Следом Меньшиков подозвал адъютанта Грейга.

– Передайте полковнику Веревкину, пусть постепенно отводит Бородинский полк, но не проваливается.

***

На эполементе часть орудий откатывали и остужали. Вражеские ядра с английских маломощных пушек едва долетали, зарываясь в насыпь. Английские стрелки с большим трудом захватили мост. Подтянули по мосту два орудия. Но наши артиллеристы тут же вывели их из строя. Зелёные куртки прятались в виноградниках, не смея высунуть голову.

Но вдруг ядро вспахало гребень эполемента и разорвало заряжающего в клочья. На помощь английской пехоте подоспела тяжёлая полевая артиллерия. Склон, где засели стрелки Казанского полка и морского батальона покрылся всполохами от разрывов гранат. Штуцерники стали отходить.

– Патроны! – раздалось по цепи. – Патроны!

– Где патронные ящики? – требовал полковники Селезнев у коменданта полка.

– В обозе. Ещё не подвезли.

– Так чего вы ждёте? Живо в обоз! – закричал на него Селезнев.

– Я один не смогу много привезти.

– А кого я вам дам? У меня половина офицеров выбило.

– Разрешите с вами, – вызвался Павел. Он немного отошёл от оцепенения. Ему надо было что-то делать, дабы окончательно прийти в себя.

Они с комендантом полка сели на лошадей и галопом помчались разыскивать вагенбург.

***

Главнокомандующий подъехал в центр позиции, к расположению Бородинского полка.

– Узнайте, как дела у Суздальского, – приказал он адъютанту.

Тот помчался на правый фланг. Вскоре прискакал обратно.

– Держатся, – доложил он.

– Где английская кавалерия?

– Даже не сдвинулась с места.

– Поторопите войска с отходом. Надо держать дистанцию орудийного выстрела.

***

– Почему батарея прекратили огонь? – накинулся полковник Селезнев на командира. – Не видите, Казанский полк под обстрелом?

– Орудиям надо остыть, – ответил тот.

– Англичане сейчас пойдут в атаку! Подвезите резервные пушки, – требовал полковник Селезнев.

– Сдержите их штыками, хотя бы на полчаса, – молил командир батареи. – Пушки раскалились. Нельзя стрелять. Разорвать может. А из резерва последние уже поставили.

Казанский полк ринулся в атаку. Колонны в серых шинелях и черных касках бесстрашно и напористо двигались вниз, выбивая англичан из укрытий. На другой берег Альмы густо высыпали стрелки.

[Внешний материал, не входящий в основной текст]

use crate::error::{Error, Result};
use rand::RngCore;
use rug::integer::Order;
use rug::Integer;

pub fn int<T>(val: T) -> Integer
where
  Integer: From<T>,
{
  Integer::from(val)
}

/// Least non-negative residue of `x` modulo `m`.
pub fn modulo(x: Integer, m: &Integer) -> Integer {
  x.div_rem_euc(m.clone()).1
}

pub fn mul_mod(a: &Integer, b: &Integer, m: &Integer) -> Integer {
  modulo(Integer::from(a * b), m)
}

/// `base^e mod m` for any sign of `e`. A negative exponent needs `base` to be invertible mod `m`.
pub fn exp(base: &Integer, e: &Integer, m: &Integer) -> Result<Integer> {
  base
    .pow_mod_ref(e, m)
    .map(Integer::from)
    .ok_or_else(|| Error::precondition("base is not invertible modulo N"))
}

/// Modular inverse, or a precondition violation if `x` shares a factor with `m`.
pub fn inv(x: &Integer, m: &Integer) -> Result<Integer> {
  x.invert_ref(m)
    .map(Integer::from)
    .ok_or_else(|| Error::precondition("element is not invertible modulo N"))
}

pub fn check_modulus(m: &Integer) -> Result<()> {
  if *m <= 1 {
    return Err(Error::precondition("modulus must be greater than one"));
  }
  Ok(())
}

pub fn parse_decimal(s: &str) -> Result<Integer> {
  Integer::from_str_radix(s.trim(), 10)
    .map_err(|e| Error::precondition(format!("bad decimal integer {:?}: {}", s, e)))
}

/// Uniform integer in `[0, 2^bits)`.
pub fn random_bits<R: RngCore + ?Sized>(rng: &mut R, bits: u32) -> Result<Integer> {
  if bits == 0 {
    return Ok(Integer::new());
  }
  let mut bytes = vec![0u8; ((bits + 7) / 8) as usize];
  rng.try_fill_bytes(&mut bytes)?;
  Ok(Integer::from_digits(&bytes, Order::Msf).keep_bits(bits))
}

/// Uniform integer in `[0, bound)` by rejection sampling.
pub fn random_below<R: RngCore + ?Sized>(rng: &mut R, bound: &Integer) -> Result<Integer> {
  if *bound <= 0 {
    return Err(Error::precondition("sampling bound must be positive"));
  }
  let bits = bound.significant_bits();
  loop {
    let x = random_bits(rng, bits)?;
    if x < *bound {
      return Ok(x);
    }
  }
}

/// Uniform integer in `[-bound, bound]`.
pub fn random_symmetric<R: RngCore + ?Sized>(rng: &mut R, bound: &Integer) -> Result<Integer> {
  if *bound < 0 {
    return Err(Error::precondition("sampling bound must be non-negative"));
  }
  let width = Integer::from(bound * 2u32) + 1u32;
  Ok(random_below(rng, &width)? - bound)
}

/// Odd integer with exactly `bits` significant bits.
pub fn random_odd<R: RngCore + ?Sized>(rng: &mut R, bits: u32) -> Result<Integer> {
  if bits < 2 {
    return Ok(int(1));
  }
  let mut x = random_bits(rng, bits)?;
  x.set_bit(bits - 1, true);
  x.set_bit(0, true);
  Ok(x)
}

/// Computes the `(xy)`th root of `g` given the `x`th and `y`th roots of `g` and `(x, y)` coprime.
pub fn shamir_trick(
  modulus: &Integer,
  xth_root: &Integer,
  yth_root: &Integer,
  x: &Integer,
  y: &Integer,
) -> Option<Integer> {
  if exp(xth_root, x, modulus).ok()? != exp(yth_root, y, modulus).ok()? {
    return None;
  }

  let (gcd, a, b) = x.clone().gcd_cofactors(y.clone(), Integer::new());

  if gcd != 1 {
    return None;
  }

  let lhs = exp(xth_root, &b, modulus).ok()?;
  let rhs = exp(yth_root, &a, modulus).ok()?;
  Some(mul_mod(&lhs, &rhs, modulus))
}

/// Serde adapter writing integers as base-10 strings.
pub mod decimal {
  use rug::Integer;
  use serde::{de, Deserialize, Deserializer, Serializer};

  pub fn serialize<S: Serializer>(n: &Integer, s: S) -> Result<S::Ok, S::Error> {
    s.serialize_str(&n.to_string_radix(10))
  }

  pub fn deserialize<'de, D: Deserializer<'de>>(d: D) -> Result<Integer, D::Error> {
    let s = String::deserialize(d)?;
    Integer::from_str_radix(&s, 10).map_err(de::Error::custom)
  }
}

/// Like `decimal`, for sequences.
pub mod decimal_seq {
  use rug::Integer;
  use serde::ser::SerializeSeq;
  use serde::{de, Deserialize, Deserializer, Serializer};

  pub fn serialize<S: Serializer>(ns: &[Integer], s: S) -> Result<S::Ok, S::Error> {
    let mut seq = s.serialize_seq(Some(ns.len()))?;
    for n in ns {
      seq.serialize_element(&n.to_string_radix(10))?;
    }
    seq.end()
  }

  pub fn deserialize<'de, D: Deserializer<'de>>(d: D) -> Result<Vec<Integer>, D::Error> {
    let strings = Vec::<String>::deserialize(d)?;
    strings
      .iter()
      .map(|s| Integer::from_str_radix(s, 10).map_err(de::Error::custom))
      .collect()
  }
}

Плотный ружейный огонь заставили казанцев остановиться. Полковник Селезнев упал, получив две пули в грудь. К англичанам подходили свежие части. Остатки Казанского вынуждены были откатиться. Всех старших офицеров выбило. Молодой поручик Троцкий вывел последним свой батальон из схватки.

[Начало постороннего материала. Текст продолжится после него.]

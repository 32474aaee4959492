use super::four::{split_prime, sqrt_minus_one};
use super::{SquareDecomposer, ThreeInt};
use crate::error::{Error, Result};
use crate::hash::primality::is_prob_prime;
use crate::race;
use crate::util::{int, random_below};
use rand::RngCore;
use rug::Integer;
use tracing::{debug, trace};

/// Below this, three-square decompositions are found by exhaustive search.
pub const SMALL_THREE_SQUARE_BOUND: u32 = 1 << 16;

fn brute_force_three_squares(n: u32) -> Option<ThreeInt> {
  let mut x = 0u32;
  while x * x <= n {
    let rest = n - x * x;
    let mut y = 0u32;
    while y <= x && y * y <= rest {
      let z2 = rest - y * y;
      let z = (z2 as f64).sqrt() as u32;
      for z in [z.saturating_sub(1), z, z + 1] {
        if z * z == z2 {
          return Some(ThreeInt::new([int(x), int(y), int(z)]));
        }
      }
      y += 1;
    }
    x += 1;
  }
  None
}

impl SquareDecomposer {
  /// `p = a^2 + b^2` for a prime `p = 1 mod 4` (or `p = 2`), returned as `(a, b)` with `a >= b`.
  pub fn two_squares_prime<R: RngCore + ?Sized>(
    &self,
    p: &Integer,
    rng: &mut R,
  ) -> Result<(Integer, Integer)> {
    if *p == 2 {
      return Ok((int(1), int(1)));
    }
    if p.mod_u(4) != 1 || !is_prob_prime(p, self.config.primality_reps) {
      return Err(Error::precondition("two squares needs a prime congruent to 1 mod 4"));
    }
    let ab = race::sequential(rng, self.config.max_trials, |r| {
      Ok(match sqrt_minus_one(p, r)? {
        Some(s) => split_prime(p, &s),
        None => None,
      })
    })?;
    let (a, b) = (ab.r.abs(), ab.i.abs());
    Ok(if a >= b { (a, b) } else { (b, a) })
  }

  /// Three squares summing to `n`, for `n = 1 mod 4`.
  pub fn three_squares<R: RngCore + ?Sized>(&self, n: &Integer, rng: &mut R) -> Result<ThreeInt> {
    if let Some(small) = self.three_squares_small(n)? {
      return Ok(small);
    }
    let root = n.clone().sqrt();
    let found = race::sequential(rng, self.config.max_trials, |r| {
      self.three_squares_trial(n, &root, r)
    })?;
    debug!(bits = n.significant_bits(), "three-square decomposition found");
    Ok(found)
  }

  /// `three_squares` with the search raced across `config.workers` workers.
  pub fn three_squares_racing<R: RngCore + ?Sized>(
    &self,
    n: &Integer,
    rng: &mut R,
  ) -> Result<ThreeInt> {
    if let Some(small) = self.three_squares_small(n)? {
      return Ok(small);
    }
    let root = n.clone().sqrt();
    let found = race::first_success(rng, self.config.workers, self.config.max_trials, |r| {
      self.three_squares_trial(n, &root, r)
    })?;
    debug!(bits = n.significant_bits(), "three-square decomposition found");
    Ok(found)
  }

  fn three_squares_small(&self, n: &Integer) -> Result<Option<ThreeInt>> {
    if *n < 0 || n.mod_u(4) != 1 {
      return Err(Error::precondition("three squares needs n congruent to 1 mod 4"));
    }
    match n.to_u32() {
      Some(small) if small < SMALL_THREE_SQUARE_BOUND => brute_force_three_squares(small)
        .map(Some)
        .ok_or(Error::VerificationFailed("exhaustive three-square search")),
      // n - x^2 = (y - x)(y + x) is almost never prime when n = y^2.
      _ if n.is_perfect_square() => Ok(Some(ThreeInt::new([n.clone().sqrt(), int(0), int(0)]))),
      _ => Ok(None),
    }
  }

  /// Picks an even `x` below `sqrt(n)`; if `p = n - x^2` (which is 1 mod 4) is prime, splits it.
  fn three_squares_trial<R: RngCore + ?Sized>(
    &self,
    n: &Integer,
    root: &Integer,
    rng: &mut R,
  ) -> Result<Option<ThreeInt>> {
    let halves = Integer::from(root >> 1u32) + 1u32;
    let x = random_below(rng, &halves)? << 1u32;
    let p = Integer::from(n - Integer::from(x.square_ref()));
    if p <= 2 || !is_prob_prime(&p, self.config.primality_reps) {
      trace!("three-square prime candidate rejected");
      return Ok(None);
    }
    let ab = match sqrt_minus_one(&p, rng)? {
      Some(s) => split_prime(&p, &s),
      None => None,
    };
    Ok(ab.map(|ab| ThreeInt::new([x, ab.r, ab.i])))
  }
}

На эполемент прискакал адъютант от князя Меншикова с приказом: батареям отходить. Орудия откатили и стали готовить к сцепке. Но вдруг показался генерал Горчаков.

– Почему отступили? – набросился он на оставшихся в строю офицеров Казанского полка.

– Патроны закончились.

– Почему не послали за патронами?

– Уже послали.

Снизу завыли трубы: «в атаку!». Красные мундиры шли вперёд. Вскоре английские пехотинцы ворвались в эполемент. Завязался жестокий штыковой бой. Горчаков в растерянности смотрел, как отступают казанцы.

– Остановиться! – закричал он, вынимая саблю. – Остановиться немедленно!

***

Павел с комендантом Казанского полка на взмыленных лошадях подлетели к месту, где должен стоять обоз. Но вместо вагенбурга увидел всего несколько фур. Обоз вереницей уходили по Севастопольской дороге.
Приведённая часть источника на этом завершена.